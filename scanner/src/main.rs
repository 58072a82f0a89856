//! LTE Cell Scanner CLI
//!
//! Sweeps a carrier range (or replays a capture file), runs the blind
//! acquisition pipeline on each capture buffer and reports every cell
//! found.

use anyhow::{Context, Result};
use clap::Parser;
use common::types::{Cell, DuplexMode};
use common::utils::db10;
use capture::source::{capture, CaptureConfig};
use searcher::search_cells;
use std::path::PathBuf;
use tracing::{info, warn};
use tracing_subscriber::{fmt, EnvFilter};

mod config;
use config::ScanConfig;

/// Carrier raster the sweep walks on
const SWEEP_STEP: f64 = 100e3;

/// LTE downlink cell scanner
#[derive(Parser, Debug)]
#[command(author, version, about, long_about = None)]
struct Args {
    /// First center frequency to search, Hz
    #[arg(short = 's', long)]
    freq_start: Option<f64>,

    /// Last center frequency to search, Hz (defaults to freq-start)
    #[arg(short = 'e', long)]
    freq_end: Option<f64>,

    /// Crystal correction factor in ppm
    #[arg(short = 'i', long, default_value_t = 0.0)]
    correction: f64,

    /// Replay IQ samples from a .bin capture file
    #[arg(short = 'l', long)]
    load: Option<PathBuf>,

    /// Record the capture buffer to a .bin file
    #[arg(short = 'r', long)]
    record: Option<PathBuf>,

    /// Path to a YAML parameter file
    #[arg(short = 'c', long)]
    config: Option<String>,

    /// Dump the full cell records as YAML after the report
    #[arg(long)]
    dump: bool,

    /// Log level override (trace, debug, info, warn, error)
    #[arg(long, default_value = "info")]
    log_level: String,
}

fn main() -> Result<()> {
    let args = Args::parse();

    let env_filter = EnvFilter::try_from_default_env()
        .unwrap_or_else(|_| EnvFilter::new(&args.log_level));
    fmt().with_env_filter(env_filter).with_target(true).init();

    let scan_config = match &args.config {
        Some(path) => {
            info!("loading parameters from {}", path);
            ScanConfig::from_yaml_file(path)?
        }
        None => ScanConfig::default(),
    };
    let searcher_config = scan_config.searcher_config();

    // Replay runs once; a live sweep walks the 100 kHz carrier raster
    let sweep: Vec<Option<f64>> = match (&args.load, args.freq_start) {
        (Some(_), fc) => vec![fc],
        (None, Some(start)) => {
            let end = args.freq_end.unwrap_or(start);
            if end < start {
                anyhow::bail!("freq-end {} is below freq-start {}", end, start);
            }
            let n = ((end - start) / SWEEP_STEP).round() as usize;
            (0..=n).map(|k| Some(start + k as f64 * SWEEP_STEP)).collect()
        }
        (None, None) => {
            anyhow::bail!("either --freq-start or --load must be given")
        }
    };

    let mut cells: Vec<Cell> = Vec::new();
    for fc in sweep {
        let cap_config = CaptureConfig {
            fc_requested: fc.unwrap_or(f64::NAN),
            correction: args.correction,
            record_path: args.record.clone(),
            load_path: args.load.clone(),
            read_all: false,
        };
        let cap = capture(&cap_config, None)
            .context("failed to acquire a capture buffer")?;

        info!(
            "searching fc {:.3} MHz ({} samples)",
            cap.fc_requested / 1e6,
            cap.samples.len()
        );
        let output = search_cells(
            &cap.samples,
            cap.fc_requested,
            cap.fc_programmed,
            cap.fs_programmed,
            &searcher_config,
        )?;
        if output.diagnostics.ppm.is_finite() {
            info!("sampling clock error: {:.3} ppm", output.diagnostics.ppm);
        }
        cells.extend(output.cells);
    }

    // Neighbouring tuned centers bracket the same cell; keep the strongest
    // record per (identity, true frequency)
    cells.sort_by(|a, b| b.pss_pow.total_cmp(&a.pss_pow));
    let mut seen: Vec<(Option<u16>, i64)> = Vec::new();
    cells.retain(|c| {
        let key = (c.n_id_cell(), (c.fc_true() / SWEEP_STEP).round() as i64);
        if seen.contains(&key) {
            false
        } else {
            seen.push(key);
            true
        }
    });

    report(&cells);
    if args.dump {
        println!("{}", serde_yaml::to_string(&cells)?);
    }
    Ok(())
}

/// Human-readable cell report, strongest first
fn report(cells: &[Cell]) {
    if cells.is_empty() {
        warn!("no cells found");
        return;
    }
    println!(
        "{:>7} {:>4} {:>9} {:>6} {:>6} {:>6} {:>5} {:>12} {:>10} {:>9}",
        "cell-id", "dpx", "CP", "ports", "RB", "PHICH", "SFN", "fc-true/MHz", "f-off/Hz", "pow/dB"
    );
    for cell in cells {
        let (id, dpx, cp) = match &cell.sync {
            Some(s) => (
                format!("{}", 3 * s.n_id_1 + cell.n_id_2 as u16),
                match s.duplex_mode {
                    DuplexMode::Fdd => "FDD",
                    DuplexMode::Tdd => "TDD",
                },
                format!("{:?}", s.cp_type),
            ),
            None => (format!("? ({})", cell.n_id_2), "?", "?".into()),
        };
        let (ports, rb, phich, sfn) = match &cell.mib {
            Some(m) => (
                format!("{}", m.n_ports),
                format!("{}", m.bandwidth.n_rb_dl()),
                format!("{:?}", m.phich_resource),
                format!("{}", m.sfn),
            ),
            None => ("-".into(), "-".into(), "-".into(), "-".into()),
        };
        println!(
            "{:>7} {:>4} {:>9} {:>6} {:>6} {:>6} {:>5} {:>12.4} {:>10.0} {:>9.1}",
            id,
            dpx,
            cp,
            ports,
            rb,
            phich,
            sfn,
            cell.fc_true() / 1e6,
            cell.frequency_offset(),
            db10(cell.pss_pow)
        );
    }
}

* [What you need to do]: Return every line of the listing, word for word.

* [Solution below]:
filename scanner/src/main.rs
repository 58072a82f0a89856
//! LTE Cell Scanner CLI
//!
//! Sweeps a carrier range (or replays a capture file), runs the blind
//! acquisition pipeline on each capture buffer and reports every cell
//! found.

use anyhow::{Context, Result};
use clap::Parser;
use common::types::{Cell, DuplexMode};
use common::utils::db10;
use capture::source::{capture, CaptureConfig};
use searcher::search_cells;
use std::path::PathBuf;
use tracing::{info, warn};
use tracing_subscriber::{fmt, EnvFilter};

mod config;
use config::ScanConfig;

/// Carrier raster the sweep walks on
const SWEEP_STEP: f64 = 100e3;

/// LTE downlink cell scanner
#[derive(Parser, Debug)]
#[command(author, version, about, long_about = None)]
struct Args {
    /// First center frequency to search, Hz
    #[arg(short = 's', long)]
    freq_start: Option<f64>,

    /// Last center frequency to search, Hz (defaults to freq-start)
    #[arg(short = 'e', long)]
    freq_end: Option<f64>,

    /// Crystal correction factor in ppm
    #[arg(short = 'i', long, default_value_t = 0.0)]
    correction: f64,

    /// Replay IQ samples from a .bin capture file
    #[arg(short = 'l', long)]
    load: Option<PathBuf>,

    /// Record the capture buffer to a .bin file
    #[arg(short = 'r', long)]
    record: Option<PathBuf>,

    /// Path to a YAML parameter file
    #[arg(short = 'c', long)]
    config: Option<String>,

    /// Dump the full cell records as YAML after the report
    #[arg(long)]
    dump: bool,

    /// Log level override (trace, debug, info, warn, error)
    #[arg(long, default_value = "info")]
    log_level: String,
}

fn main() -> Result<()> {
    let args = Args::parse();

    let env_filter = EnvFilter::try_from_default_env()
        .unwrap_or_else(|_| EnvFilter::new(&args.log_level));
    fmt().with_env_filter(env_filter).with_target(true).init();

    let scan_config = match &args.config {
        Some(path) => {
            info!("loading parameters from {}", path);
            ScanConfig::from_yaml_file(path)?
        }
        None => ScanConfig::default(),
    };
    let searcher_config = scan_config.searcher_config();

    // Replay runs once; a live sweep walks the 100 kHz carrier raster
    let sweep: Vec<Option<f64>> = match (&args.load, args.freq_start) {
        (Some(_), fc) => vec![fc],
        (None, Some(start)) => {
            let end = args.freq_end.unwrap_or(start);
            if end < start {
                anyhow::bail!("freq-end {} is below freq-start {}", end, start);
            }
            let n = ((end - start) / SWEEP_STEP).round() as usize;
            (0..=n).map(|k| Some(start + k as f64 * SWEEP_STEP)).collect()
        }
        (None, None) => {
            anyhow::bail!("either --freq-start or --load must be given")
        }
    };

    let mut cells: Vec<Cell> = Vec::new();
    for fc in sweep {
        let cap_config = CaptureConfig {
            fc_requested: fc.unwrap_or(f64::NAN),
            correction: args.correction,
            record_path: args.record.clone(),
            load_path: args.load.clone(),
            read_all: false,
        };
        let cap = capture(&cap_config, None)
            .context("failed to acquire a capture buffer")?;

        info!(
            "searching fc {:.3} MHz ({} samples)",
            cap.fc_requested / 1e6,
            cap.samples.len()
        );
        let output = search_cells(
            &cap.samples,
            cap.fc_requested,
            cap.fc_programmed,
            cap.fs_programmed,
            &searcher_config,
        )?;
        if output.diagnostics.ppm.is_finite() {
            info!("sampling clock error: {:.3} ppm", output.diagnostics.ppm);
        }
        cells.extend(output.cells);
    }

    // Neighbouring tuned centers bracket the same cell; keep the strongest
    // record per (identity, true frequency)
    cells.sort_by(|a, b| b.pss_pow.total_cmp(&a.pss_pow));
    let mut seen: Vec<(Option<u16>, i64)> = Vec::new();
    cells.retain(|c| {
        let key = (c.n_id_cell(), (c.fc_true() / SWEEP_STEP).round() as i64);
        if seen.contains(&key) {
            false
        } else {
            seen.push(key);
            true
        }
    });

    report(&cells);
    if args.dump {
        println!("{}", serde_yaml::to_string(&cells)?);
    }
    Ok(())
}

/// Human-readable cell report, strongest first
fn report(cells: &[Cell]) {
    if cells.is_empty() {
        warn!("no cells found");
        return;
    }
    println!(
        "{:>7} {:>4} {:>9} {:>6} {:>6} {:>6} {:>5} {:>12} {:>10} {:>9}",
        "cell-id", "dpx", "CP", "ports", "RB", "PHICH", "SFN", "fc-true/MHz", "f-off/Hz", "pow/dB"
    );
    for cell in cells {
        let (id, dpx, cp) = match &cell.sync {
            Some(s) => (
                format!("{}", 3 * s.n_id_1 + cell.n_id_2 as u16),
                match s.duplex_mode {
                    DuplexMode::Fdd => "FDD",
                    DuplexMode::Tdd => "TDD",
                },
                format!("{:?}", s.cp_type),
            ),
            None => (format!("? ({})", cell.n_id_2), "?", "?".into()),
        };
        let (ports, rb, phich, sfn) = match &cell.mib {
            Some(m) => (
                format!("{}", m.n_ports),
                format!("{}", m.bandwidth.n_rb_dl()),
                format!("{:?}", m.phich_resource),
                format!("{}", m.sfn),
            ),
            None => ("-".into(), "-".into(), "-".into(), "-".into()),
        };
        println!(
            "{:>7} {:>4} {:>9} {:>6} {:>6} {:>6} {:>5} {:>12.4} {:>10.0} {:>9.1}",
            id,
            dpx,
            cp,
            ports,
            rb,
            phich,
            sfn,
            cell.fc_true() / 1e6,
            cell.frequency_offset(),
            db10(cell.pss_pow)
        );
    }
}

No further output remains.